C’est vrai que l’injustice est dans notre pays et à différents niveaux, personne ne peut le nier. L’injustice est transversale, quand on favorise une partie et on laisse les autres souffrir, on intègre les uns, on laisse les autres, quand les biens qui doivent profiter à tous les Tchadiens sont mal répartis. Quand il y a un groupe qui est riche, un autre très pauvre, c’est l’injustice. Il y a l’injustice même dans la répartition des infrastructures, notamment les centres de santé, les routes, les écoles et autres. Nous dénonçons cela. Quand Dieu nous donne l’occasion d’être avec ceux qui sont au pouvoir, nous ne manquons pas de le leur dire. Seulement ce que nous disons au président, au premier ministre, aux députés et ministres, nous ne pouvons le divulguer dans un communiqué de presse. Je viens de prendre les rênes de l’Entente il y a moins d’un an, mais j’ai déjà rencontré quatre fois le président. J’ai demandé des audiences, nous avons des temps d’entretien avec lui. Nous avons apporté notre contribution. Il y a des profito-situationnistes qui ne veulent pas que cette situation change. Nous ne manquons pas l’occasion de dénoncer l’injustice. A l’occasion de la célébration de la Noël passée, nous avons dénoncé l’injustice, à la célébration de la journée de prière, nous avons dénoncé l’injustice et avons dit au président ce qui est bon de faire et ce qui est mauvais et qui crée de problèmes dans notre pays. On peut apporter le changement par sa présence tout en évitant de faire ce qui est mal.
En tant que berger, quels regards portez-vous sur les préparatifs du dialogue national inclusif ?

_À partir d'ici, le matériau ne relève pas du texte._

//! Headless row recycling and height virtualization for vertical collection views.
//!
//! For list/tree data controllers, selection handling and the view façade, see the
//! `collection-view` crate.
//!
//! This crate keeps a small, recycled set of row elements bound to the slice of a (possibly
//! huge) collection that intersects a viewport:
//! - [`FixedHeightController`]: every row shares one height, O(1) index/offset math.
//! - [`DynamicHeightController`]: rows report their height after layout; a prefix-sum cache
//!   keeps offset lookups logarithmic and an anchor keeps the view stable under corrections.
//!
//! It is UI-agnostic. The host provides:
//! - a row element type implementing [`ItemElement`]
//! - an [`ItemBinder`] that creates and binds elements for data indices
//! - viewport height, scroll offsets and (for dynamic heights) resolved row geometry
//! - a monotonic clock in milliseconds for deferred work, see [`DebouncedTask`]
#![cfg_attr(not(feature = "std"), no_std)]
#![forbid(unsafe_code)]

extern crate alloc;

#[cfg(test)]
extern crate std;

#[macro_use]
mod macros;

mod controller;
mod debounce;
mod dynamic;
mod element;
mod error;
mod fenwick;
mod fixed;
mod height_cache;
mod key;
mod options;
mod pool;
mod selection;
mod state;
mod types;
mod window;

#[cfg(test)]
mod tests;

pub use controller::{VirtualizationController, create_controller};
pub use debounce::DebouncedTask;
pub use dynamic::DynamicHeightController;
pub use element::{ItemBinder, ItemElement};
pub use error::{CollectionError, Result};
pub use fixed::FixedHeightController;
pub use height_cache::HeightCache;
pub use key::{IdMap, IdSet};
pub use options::{
    DEFAULT_EXTRA_VISIBLE_ITEMS, DEFAULT_ITEM_HEIGHT, VirtualizationOptions, item_height_from_style,
};
pub use pool::{ItemPool, ReusableItem};
pub use selection::Selection;
pub use state::VirtualizationState;
pub use types::{
    ItemId, ResolvedRect, ScrollDirection, ScrollTarget, VirtualizationMethod, VisibleRange,
};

C’est toujours la suite de notre lutte. Je suis les débats sur ce que le gouvernement fait, même ce qui se passe à Doha au Qatar. Quand je suis avec les plus hautes autorités du pays, elles savent que je suis le pasteur. Et le pasteur est appelé à toujours dire la vérité. Nous prions pour que ce rendez-vous aide le Tchad à vivre le pardon. Parce que le dialogue, c’est amener les gens à être conscients de ce qui est mauvais et changer de comportement et il y a beaucoup de choses qui sont mauvaises dans ce pays. Le dialogue a besoin d’humilité. Et je m’inquiète un peu à ce sujet. Je me demande si les gens qui organisent ce dialogue sont conscients de ce danger. Quand on n’est pas humble, on pense que son point de vue prime et là on ne peut pas dialoguer. L’humilité permet d’écouter. Parce que celui qui a subi peut se lever et parler beaucoup ; il faut avoir l’humilité pour l’écouter. Et tant que berger, nous souhaitons que ce dialogue-là ait lieu pour donner l’occasion à ceux qui sont blessés d’ouvrir leurs cœurs pour pardonner. Mais l’homme est ce qu’il est. S’il y a des mauvaises volontés ou des agendas cachés, c’est Dieu qui voit tout dans le secret. Mais nous souhaitons que le dialogue ait lieu.
Quels seront les apports de l’Entente au dialogue national qui s’ouvre dans les semaines à venir pour une paix durable, un État de droit et de justice dans notre pays ?
Il y a deux façons, je peux même dire trois. La première c’est de participer, pour leur montrer notre bonne volonté. C’est ce que nous sommes en train de faire, nous sommes à leurs côtés. L’Entente est représentée dans le comité d’organisation. Nous ne sommes pas là à titre figuratif, nous apportons véritablement nos contributions. Nous leur disons que si vous prenez cette voie, ça marchera. La deuxième, c’est dans la prière. Dieu a dit que le cœur des hommes est dans mes mains, je les incline comme je veux. Partout dans les églises, nous encourageons les chrétiens à prier. A la veille du dialogue, nous allons intensifier les prières, il y aura des chaînes de prière. A partir de ce mois de mars jusqu’au dialogue, nous réfléchirons sur la contribution de l’Entente au dialogue, il y aura une déclaration de l’Eemet à la veille du dialogue pour affirmer notre position, celle des évangéliques au Tchad. A défaut d’une déclaration, nous remettrons au comité d’organisation le document sur les différentes questions de la vie nationale.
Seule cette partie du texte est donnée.